→ **Work to be completed**: Across all the records below, how many lines contain "elapsed"? Respond with only the number.

→ **Supplied records**:
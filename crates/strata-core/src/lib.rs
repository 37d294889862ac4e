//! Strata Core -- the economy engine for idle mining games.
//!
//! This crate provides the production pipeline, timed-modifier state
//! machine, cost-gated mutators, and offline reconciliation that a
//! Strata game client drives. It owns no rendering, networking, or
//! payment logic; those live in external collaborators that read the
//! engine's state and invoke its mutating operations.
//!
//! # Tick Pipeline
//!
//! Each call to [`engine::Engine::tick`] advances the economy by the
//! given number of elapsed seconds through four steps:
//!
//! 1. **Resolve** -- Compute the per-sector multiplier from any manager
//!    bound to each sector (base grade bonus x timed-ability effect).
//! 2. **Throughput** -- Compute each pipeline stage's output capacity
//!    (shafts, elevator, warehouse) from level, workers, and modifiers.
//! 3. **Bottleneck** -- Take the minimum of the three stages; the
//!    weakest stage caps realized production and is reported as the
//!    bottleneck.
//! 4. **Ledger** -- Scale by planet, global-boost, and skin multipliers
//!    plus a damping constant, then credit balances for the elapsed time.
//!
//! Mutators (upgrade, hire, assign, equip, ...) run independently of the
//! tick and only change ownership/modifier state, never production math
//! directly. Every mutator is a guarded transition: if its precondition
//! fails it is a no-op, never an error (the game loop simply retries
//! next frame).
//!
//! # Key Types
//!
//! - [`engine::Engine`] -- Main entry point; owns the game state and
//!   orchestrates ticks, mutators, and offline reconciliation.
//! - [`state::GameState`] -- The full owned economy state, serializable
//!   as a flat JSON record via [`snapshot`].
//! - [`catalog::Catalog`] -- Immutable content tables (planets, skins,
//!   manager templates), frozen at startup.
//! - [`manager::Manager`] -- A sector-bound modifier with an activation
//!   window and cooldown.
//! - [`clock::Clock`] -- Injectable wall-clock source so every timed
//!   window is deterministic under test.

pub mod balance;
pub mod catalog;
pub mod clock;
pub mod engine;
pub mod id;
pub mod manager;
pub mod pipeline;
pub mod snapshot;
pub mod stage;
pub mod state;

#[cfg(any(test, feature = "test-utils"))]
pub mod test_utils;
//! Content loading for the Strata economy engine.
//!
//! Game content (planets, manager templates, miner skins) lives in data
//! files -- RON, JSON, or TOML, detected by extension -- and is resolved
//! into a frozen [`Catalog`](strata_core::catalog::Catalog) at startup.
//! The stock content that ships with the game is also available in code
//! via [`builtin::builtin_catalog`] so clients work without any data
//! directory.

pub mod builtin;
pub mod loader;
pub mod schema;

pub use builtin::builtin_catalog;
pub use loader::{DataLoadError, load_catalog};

→ **Answer box**: 2